ルイス・バラガンもそのジャカランダに特別な思いを持っていて、それがあの名建築を生んだと思うと、それを広めようとした松本さん、つまり日本人の感性は、世界に通じるのだなと感じます。
また、バラガンの自邸を見学すると、そこには日本に関する本が数多く残っていました。写真集をはじめ、日本の寺や彫刻、建築や庭園に関する書籍などが並んでおり、彼が日本の建築からもインスピレーションを受けていたのだろうことが伺えました。
話はメキシコから離れますが、昨年までドン ペリニヨンの最高醸造責任者を務めたリシャール・ジェフロワ氏は、引退発表時、次の取り組みとして「富山に行って日本酒をつくりたい」と答えていました。そして11月6日、彼が率いる酒造場が富山県立山町で着工。バラガン同様、日本の感性が世界のトップを魅了しています。
個人的には、AIをはじめとするテクノロジーの分野で日本が世界をリードするのは難しいのではないかと思っています。でも、感性の分野で世界トップレベルのものを持っています。日本には、四季で表情の変わる海と山があり、侵略されずに守られてきた小さい島国だからこその繊細さがある。その地で養われ、培われた感性というのは、外国人がひっくり返そうと思ってもできるものではありません。

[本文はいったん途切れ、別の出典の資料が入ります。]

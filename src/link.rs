/// Serial data link endpoint
///
/// Owns both data tables, both state machines and the status latches. All
/// mutation goes through two entry points the host calls from its loop:
/// [`SerialDataLink::service`] for the send side and
/// [`SerialDataLink::poll_input`] for the receive side.
use tracing::{debug, warn};

use crate::ack_manager::{AckManager, Control, Inbound};
use crate::config::LinkConfig;
use crate::errors::{LinkError, Result};
use crate::packet;
use crate::receiver::{Receiver, RxState, RxStep};
use crate::table::DataTable;
use crate::transmitter::{Transmitter, TxState};
use crate::transport::{Clock, Transport};

/// Locally recovered protocol faults
#[derive(Debug, Clone, Copy, PartialEq, Eq)]
pub enum Fault {
    /// Frame checksum did not match; packet discarded
    ChecksumMismatch { expected: u16, actual: u16 },

    /// Entry for a slot outside the receive table; rest of packet skipped
    UnknownIndex(u8),

    /// Receive buffer filled without a complete packet
    BufferOverflow,

    /// Partial packet outlived the packet timeout
    StalePartialPacket,

    /// No ACK within the acknowledgment timeout
    AcknowledgmentTimeout,

    /// Checksum passed but framing was inconsistent
    Malformed,
}

/// Something that happened during a service or poll step
#[derive(Debug, Clone, Copy, PartialEq, Eq)]
pub enum LinkEvent {
    PacketBuilt { entries: usize },
    PacketSent,
    Acknowledged,
    Nacked,
    Retransmitting { attempt: u32 },
    PacketDropped,
    DataApplied { entries: usize },
    ResendAllRequested,
    Fault(Fault),
}

/// One end of a value-synchronizing serial link
pub struct SerialDataLink<T: Transport, C: Clock> {
    transport: T,
    clock: C,
    config: LinkConfig,
    tx_table: DataTable,
    rx_table: DataTable,
    transmitter: Transmitter,
    receiver: Receiver,
    control: AckManager,
    transmission_error: bool,
    read_error: bool,
    new_data: bool,
}

impl<T: Transport, C: Clock> SerialDataLink<T, C> {
    /// Create a link over `transport`, timed by `clock`
    ///
    /// # Errors
    /// `InvalidConfig` if the configuration fails validation.
    pub fn new(transport: T, clock: C, config: LinkConfig) -> Result<Self> {
        config.validate()?;
        Ok(Self {
            transport,
            clock,
            tx_table: DataTable::new(config.table_capacity),
            rx_table: DataTable::new(config.table_capacity),
            transmitter: Transmitter::new(),
            receiver: Receiver::new(config.buffer_capacity),
            control: AckManager::new(&config),
            config,
            transmission_error: false,
            read_error: false,
            new_data: false,
        })
    }

    /// Replace the configuration
    ///
    /// Both state machines restart; any packet in flight is abandoned.
    /// Table contents survive unless the capacity changes.
    pub fn configure(&mut self, config: LinkConfig) -> Result<()> {
        config.validate()?;
        if config.table_capacity != self.config.table_capacity {
            self.tx_table = DataTable::new(config.table_capacity);
            self.rx_table = DataTable::new(config.table_capacity);
        }
        self.transmitter.reset();
        self.receiver = Receiver::new(config.buffer_capacity);
        self.control = AckManager::new(&config);
        self.config = config;
        Ok(())
    }

    pub fn config(&self) -> &LinkConfig {
        &self.config
    }

    /// Publish a local value; it is sent on a later service step if changed
    pub fn publish(&mut self, index: u8, value: i16) -> Result<()> {
        self.tx_table.publish(index, value).map(|_| ())
    }

    /// Latest value learned from the peer
    pub fn read(&self, index: u8) -> Option<i16> {
        self.rx_table.get(index)
    }

    /// Value this endpoint last published
    pub fn local_value(&self, index: u8) -> Option<i16> {
        self.tx_table.get(index)
    }

    /// Send side step: build, write one byte, or check the ACK deadline
    pub fn service(&mut self) -> Vec<LinkEvent> {
        let now = self.clock.now_ms();
        let mut events = Vec::new();
        self.transmitter.service(
            now,
            &mut self.tx_table,
            &self.config,
            &mut self.transport,
            &mut self.control,
            &mut events,
        );
        if !self.transmitter.is_mid_packet() && self.control.has_queued() {
            self.control.flush(&mut self.transport);
        }
        self.latch(&events);
        events
    }

    /// Receive side step: drain every byte currently available
    pub fn poll_input(&mut self) -> Vec<LinkEvent> {
        let now = self.clock.now_ms();
        let mut events = Vec::new();

        self.check_stale(now, &mut events);
        while self.transport.available() > 0 {
            self.check_stale(now, &mut events);
            let Some(byte) = self.transport.read_byte() else {
                break;
            };

            // control traffic is only recognised between packets
            let byte = if self.receiver.state() == RxState::SeekingHeader {
                match self.control.classify(byte, &mut self.transport) {
                    Inbound::Control(control) => {
                        self.handle_control(control, &mut events);
                        continue;
                    }
                    Inbound::Held => continue,
                    Inbound::Data(byte) => byte,
                }
            } else {
                byte
            };

            match self.receiver.feed(byte, now, &self.config) {
                RxStep::Pending => {}
                RxStep::Frame(frame) => self.process_frame(&frame, &mut events),
                RxStep::Fault(fault) => self.read_fault(fault, &mut events),
            }
        }

        self.latch(&events);
        events
    }

    /// Ask the peer to republish its whole table
    pub fn request_resend_all(&mut self) {
        self.send_control(Control::ResendAll);
    }

    fn check_stale(&mut self, now: u64, events: &mut Vec<LinkEvent>) {
        if let Some(fault) = self.receiver.expire_stale(now, self.config.packet_timeout_ms) {
            self.read_fault(fault, events);
        }
    }

    fn handle_control(&mut self, control: Control, events: &mut Vec<LinkEvent>) {
        match control {
            Control::Ack => self.transmitter.on_ack(events),
            Control::Nack => self.transmitter.on_nack(&self.config, events),
            Control::ResendAll => {
                debug!("peer requested full resend");
                self.tx_table.mark_all_dirty();
                events.push(LinkEvent::ResendAllRequested);
            }
        }
    }

    fn process_frame(&mut self, frame: &[u8], events: &mut Vec<LinkEvent>) {
        let packet = match packet::decode(frame, self.config.framing()) {
            Ok(packet) => packet,
            Err(LinkError::ChecksumMismatch { expected, actual }) => {
                warn!(expected, actual, "checksum mismatch");
                events.push(LinkEvent::Fault(Fault::ChecksumMismatch { expected, actual }));
                self.send_control(Control::Nack);
                return;
            }
            Err(err) => {
                warn!(%err, "malformed packet");
                events.push(LinkEvent::Fault(Fault::Malformed));
                self.send_control(Control::Nack);
                return;
            }
        };

        // entries before an unknown index stay applied
        let mut applied = 0;
        let mut unknown = None;
        for &(index, value) in &packet.entries {
            if self.rx_table.store(index, value).is_err() {
                unknown = Some(index);
                break;
            }
            applied += 1;
        }

        if applied > 0 {
            events.push(LinkEvent::DataApplied { entries: applied });
        }
        match unknown {
            Some(index) => {
                warn!(index, capacity = self.rx_table.capacity(), "unknown slot index");
                events.push(LinkEvent::Fault(Fault::UnknownIndex(index)));
            }
            None => {
                debug!(entries = applied, "packet applied");
                self.send_control(Control::Ack);
            }
        }
    }

    fn read_fault(&mut self, fault: Fault, events: &mut Vec<LinkEvent>) {
        events.push(LinkEvent::Fault(fault));
        if matches!(fault, Fault::BufferOverflow | Fault::StalePartialPacket) {
            // we no longer know which updates were lost
            self.send_control(Control::ResendAll);
        }
    }

    /// Write a control message now, or after our packet in flight
    fn send_control(&mut self, control: Control) {
        if self.transmitter.is_mid_packet() {
            self.control.queue(control);
        } else {
            for byte in self.control.encode(control) {
                self.transport.write_byte(byte);
            }
        }
    }

    fn latch(&mut self, events: &[LinkEvent]) {
        for event in events {
            match event {
                LinkEvent::DataApplied { .. } => self.new_data = true,
                LinkEvent::Fault(Fault::AcknowledgmentTimeout) | LinkEvent::PacketDropped => {
                    self.transmission_error = true
                }
                LinkEvent::Fault(_) => self.read_error = true,
                _ => {}
            }
        }
    }

    /// Transmission error latch; cleared only when `clear` is set
    pub fn take_transmission_error(&mut self, clear: bool) -> bool {
        let status = self.transmission_error;
        if clear {
            self.transmission_error = false;
        }
        status
    }

    /// Read error latch; cleared only when `clear` is set
    pub fn take_read_error(&mut self, clear: bool) -> bool {
        let status = self.read_error;
        if clear {
            self.read_error = false;
        }
        status
    }

    /// New data latch; cleared only when `clear` is set
    pub fn take_new_data(&mut self, clear: bool) -> bool {
        let status = self.new_data;
        if clear {
            self.new_data = false;
        }
        status
    }

    pub fn tx_state(&self) -> TxState {
        self.transmitter.state()
    }

    pub fn rx_state(&self) -> RxState {
        self.receiver.state()
    }

    /// Wire bytes of the packet in flight
    pub fn outgoing_packet(&self) -> Option<&[u8]> {
        self.transmitter.packet()
    }

    pub fn transport(&self) -> &T {
        &self.transport
    }

    pub fn transport_mut(&mut self) -> &mut T {
        &mut self.transport
    }
}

そこに気づき、関心を持って見ているのが外国人であり、彼らの方が日本に詳しかったりするのは面白いなと思いますが、「花」という感性の分野に身を置くものとしては、日本独自の花の感性をもっと世界に広げていく必要があると感じました。
しなりがあり、柔らかく美しい日本のバラは、何度みても美しいもの。たおやかな茎に軽やかな葉、ふうわりと空気をまとって幾重にも重なった花弁……一本のバラでよいので、ぜひ見つめてみてください。